Re: promotion related handling in pg_sync_replication_slots()

Поиск
Список
Период
Сортировка
От Amit Kapila
Тема Re: promotion related handling in pg_sync_replication_slots()
Дата
Msg-id CAA4eK1LiZdF9UAL0KTOCKt3rw1sU2cRrV+nwfjipbS2WZQwOCw@mail.gmail.com
обсуждение исходный текст
Ответ на Re: promotion related handling in pg_sync_replication_slots()  (shveta malik <shveta.malik@gmail.com>)
Ответы Re: promotion related handling in pg_sync_replication_slots()
Список pgsql-hackers
On Fri, Apr 5, 2024 at 10:31 AM shveta malik <shveta.malik@gmail.com> wrote:
>
> Please find v2. Changes are:
> 1) Rebased the patch as there was conflict due to recent commit 6f132ed.
> 2) Added an Assert in update_synced_slots_inactive_since() to ensure
> that the slot does not have active_pid.
> 3) Improved commit msg and comments.
>

Few comments:
==============
1.
 void
 SyncReplicationSlots(WalReceiverConn *wrconn)
 {
+ /*
+ * Startup process signaled the slot sync to stop, so if meanwhile user
+ * has invoked slot sync SQL function, simply return.
+ */
+ SpinLockAcquire(&SlotSyncCtx->mutex);
+ if (SlotSyncCtx->stopSignaled)
+ {
+ ereport(LOG,
+ errmsg("skipping slot synchronization as slot sync shutdown is
signaled during promotion"));
+
+ SpinLockRelease(&SlotSyncCtx->mutex);
+ return;
+ }
+ SpinLockRelease(&SlotSyncCtx->mutex);

There is a race condition with this code.
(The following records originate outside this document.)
// SPDX-License-Identifier: GPL-3.0-only
// Copyright (C) 2025 Brian Hetro <whee@smaertness.net>

//! Document rendering for loaded channel histories.
//!
//! This module turns a [`Channel`] into one complete output document,
//! either an HTML page or a plain-text file.
//!
//! # Output Format
//!
//! Both formats contain:
//! - A title naming the project, the channel and the covered date range
//! - One entry per message: sender, posting time, then the message body
//! - Thread replies nested beneath their root message
//!
//! HTML output uses a definition list (`<dl>`), with each reply thread in a
//! nested list. Plain-text output indents message bodies and marks replies
//! with a `|` gutter.
//!
//! # Example
//!
//! ```
//! use slack2doc::archive::{group_threads, Channel};
//! use slack2doc::metadata::Directory;
//! use slack2doc::parser::parse_messages;
//! use slack2doc::renderer::{render_channel, RenderOptions};
//!
//! let messages = parse_messages(r#"[{
//!     "type": "message",
//!     "user": "U1",
//!     "user_profile": {"display_name": "ada"},
//!     "ts": "1609459200.000100",
//!     "text": "Hello!"
//! }]"#).unwrap();
//!
//! let channel = Channel {
//!     name: "general".into(),
//!     dates: vec!["2021-01-01".into()],
//!     threads: group_threads(messages),
//! };
//!
//! let opts = RenderOptions { utc: true, ..Default::default() };
//! let html = render_channel(&channel, &Directory::default(), &opts);
//!
//! assert!(html.contains("<title>Slack archives general 2021-01-01---2021-01-01</title>"));
//! assert!(html.contains("ada  Fri 2021-01-01 12:00AM"));
//! assert!(html.contains("Hello!"));
//! ```

use crate::archive::{Channel, Thread};
use crate::markup::{escape_html, render_body};
use crate::metadata::Directory;
use crate::parser::Message;
use chrono::{DateTime, Local, Utc};
use snafu::prelude::*;
use std::fmt::Write;
use std::str::FromStr;

/// How message times are printed, e.g. `Fri 2021-01-01 09:30AM`.
const TIME_FORMAT: &str = "%a %Y-%m-%d %I:%M%p";

/// Shown when a sender cannot be resolved to a name.
const UNKNOWN_SENDER: &str = "???";

/// Column width of the sender name in plain-text headers.
const NAME_WIDTH: usize = 25;

/// Prefix marking thread replies in plain-text output.
const REPLY_GUTTER: &str = "|   ";

/// Indentation of message bodies in plain-text output.
const BODY_INDENT: &str = "    ";

/// The kind of document to produce.
#[derive(Debug, Clone, Copy, Default, PartialEq, Eq)]
pub enum OutputFormat {
    /// An HTML page.
    #[default]
    Html,
    /// A plain-text file.
    Text,
}

impl OutputFormat {
    /// The file extension for documents of this format.
    #[must_use]
    pub const fn extension(self) -> &'static str {
        match self {
            Self::Html => "html",
            Self::Text => "txt",
        }
    }
}

/// Error returned when parsing an unknown [`OutputFormat`] name.
#[derive(Debug, Snafu)]
#[snafu(display("unknown output format {name:?} (expected html or text)"))]
pub struct UnknownFormatError {
    name: String,
}

impl FromStr for OutputFormat {
    type Err = UnknownFormatError;

    fn from_str(s: &str) -> Result<Self, Self::Err> {
        match s.to_ascii_lowercase().as_str() {
            "html" | "htm" => Ok(Self::Html),
            "text" | "txt" => Ok(Self::Text),
            _ => UnknownFormatSnafu { name: s }.fail(),
        }
    }
}

/// Configuration options for document rendering.
#[derive(Debug, Clone, PartialEq, Eq)]
pub struct RenderOptions {
    /// The document format.
    pub format: OutputFormat,

    /// Column at which message text is wrapped. 0 disables wrapping.
    ///
    /// Preformatted blocks are never wrapped.
    pub width: usize,

    /// Project name shown at the start of the document title.
    pub project: Option<String>,

    /// Whether to print times in UTC rather than the local time zone.
    pub utc: bool,

    /// Whether to print emoji as Unicode characters instead of `:name:`
    /// codes, where the export records the code points.
    pub unicode_emoji: bool,
}

impl Default for RenderOptions {
    fn default() -> Self {
        Self {
            format: OutputFormat::Html,
            width: 100,
            project: None,
            utc: false,
            unicode_emoji: false,
        }
    }
}

/// Returns the document title for a channel.
///
/// The title names the project (if any), the channel, and the first and
/// last dates of the history.
#[must_use]
pub fn title(channel: &Channel, opts: &RenderOptions) -> String {
    let span = match (channel.dates.first(), channel.dates.last()) {
        (Some(first), Some(last)) => format!(" {first}---{last}"),
        _ => String::new(),
    };
    match &opts.project {
        Some(project) => format!("{project} slack archives {}{span}", channel.name),
        None => format!("Slack archives {}{span}", channel.name),
    }
}

/// Renders a channel history as a complete document.
///
/// This is the main entry point for rendering.
///
/// # Arguments
///
/// * `channel` - The loaded channel history
/// * `directory` - Workspace metadata used to resolve names
/// * `opts` - Configuration options controlling the output
///
/// # Returns
///
/// A `String` containing the whole document.
#[must_use]
pub fn render_channel(channel: &Channel, directory: &Directory, opts: &RenderOptions) -> String {
    let doc = Document { directory, opts };
    match opts.format {
        OutputFormat::Html => doc.html(channel),
        OutputFormat::Text => doc.text(channel),
    }
}

/// Formats a message time using the configured time zone.
#[must_use]
pub fn format_time(date: DateTime<Utc>, utc: bool) -> String {
    if utc {
        date.format(TIME_FORMAT).to_string()
    } else {
        date.with_timezone(&Local).format(TIME_FORMAT).to_string()
    }
}

struct Document<'a> {
    directory: &'a Directory,
    opts: &'a RenderOptions,
}

impl Document<'_> {
    fn html(&self, channel: &Channel) -> String {
        let title = escape_html(&title(channel, self.opts));
        let mut out = String::new();

        writeln!(out, "<!DOCTYPE html>").unwrap();
        writeln!(out, "<html>\n<head>").unwrap();
        writeln!(out, "  <meta charset=\"utf-8\">").unwrap();
        writeln!(out, "  <title>{title}</title>").unwrap();
        writeln!(out, "</head>\n<body>\n<h3>{title}</h3>\n\n<dl>").unwrap();

        for thread in &channel.threads {
            self.html_thread(&mut out, thread);
            out.push('\n');
        }

        writeln!(out, "</dl>\n</body>\n</html>").unwrap();
        out
    }

    fn html_thread(&self, out: &mut String, thread: &Thread) {
        self.html_message(out, &thread.root);
        if thread.replies.is_empty() {
            return;
        }

        writeln!(out, "<dt></dt><dd><dl>").unwrap();
        for reply in &thread.replies {
            self.html_message(out, reply);
        }
        writeln!(out, "</dl></dd>").unwrap();
    }

    fn html_message(&self, out: &mut String, message: &Message) {
        out.push_str("<dt>");
        if let Some(url) = self.sender_image(message) {
            write!(
                out,
                "<img width=\"16\" height=\"16\" src=\"{}\" alt=\"\"> ",
                escape_html(url)
            )
            .unwrap();
        }
        writeln!(
            out,
            "{}  {}</dt>",
            escape_html(self.sender_name(message)),
            format_time(message.date, self.opts.utc)
        )
        .unwrap();

        let body = render_body(message, self.directory, self.opts);
        if body.is_empty() {
            writeln!(out, "<dd></dd>").unwrap();
        } else {
            writeln!(out, "<dd>\n{body}\n</dd>").unwrap();
        }
    }

    fn text(&self, channel: &Channel) -> String {
        let title = title(channel, self.opts);
        let mut out = String::new();

        writeln!(out, "{title}").unwrap();
        writeln!(out, "{}\n", "=".repeat(title.chars().count())).unwrap();

        for thread in &channel.threads {
            out.push_str(&self.text_message(&thread.root));
            for reply in &thread.replies {
                out.push('\n');
                for line in self.text_message(reply).lines() {
                    writeln!(out, "{}", format!("{REPLY_GUTTER}{line}").trim_end()).unwrap();
                }
            }
            out.push('\n');
        }

        out
    }

    /// Renders one message as a header line plus indented body lines.
    fn text_message(&self, message: &Message) -> String {
        let mut out = String::new();
        writeln!(
            out,
            "{:<width$}  {}",
            self.sender_name(message),
            format_time(message.date, self.opts.utc),
            width = NAME_WIDTH
        )
        .unwrap();

        let body = render_body(message, self.directory, self.opts);
        for line in body.lines() {
            if line.is_empty() {
                out.push('\n');
            } else {
                writeln!(out, "{BODY_INDENT}{line}").unwrap();
            }
        }
        out
    }

    fn sender_name<'m>(&'m self, message: &'m Message) -> &'m str {
        message
            .sender
            .name
            .as_deref()
            .or_else(|| self.directory.user_name(&message.sender.id))
            .unwrap_or(UNKNOWN_SENDER)
    }

    fn sender_image<'m>(&'m self, message: &'m Message) -> Option<&'m str> {
        message.sender.image_url.as_deref().or_else(|| {
            self.directory
                .user(&message.sender.id)?
                .image_url
                .as_deref()
        })
    }
}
Say during promotion
ShutDownSlotSync() is just before setting this flag and the user has
invoked pg_sync_replication_slots() and passed this check but still
didn't set the SlotSyncCtx->syncing flag. So, now, the promotion would
recognize that there is slot sync going on in parallel, and slot sync
wouldn't know that the promotion is in progress.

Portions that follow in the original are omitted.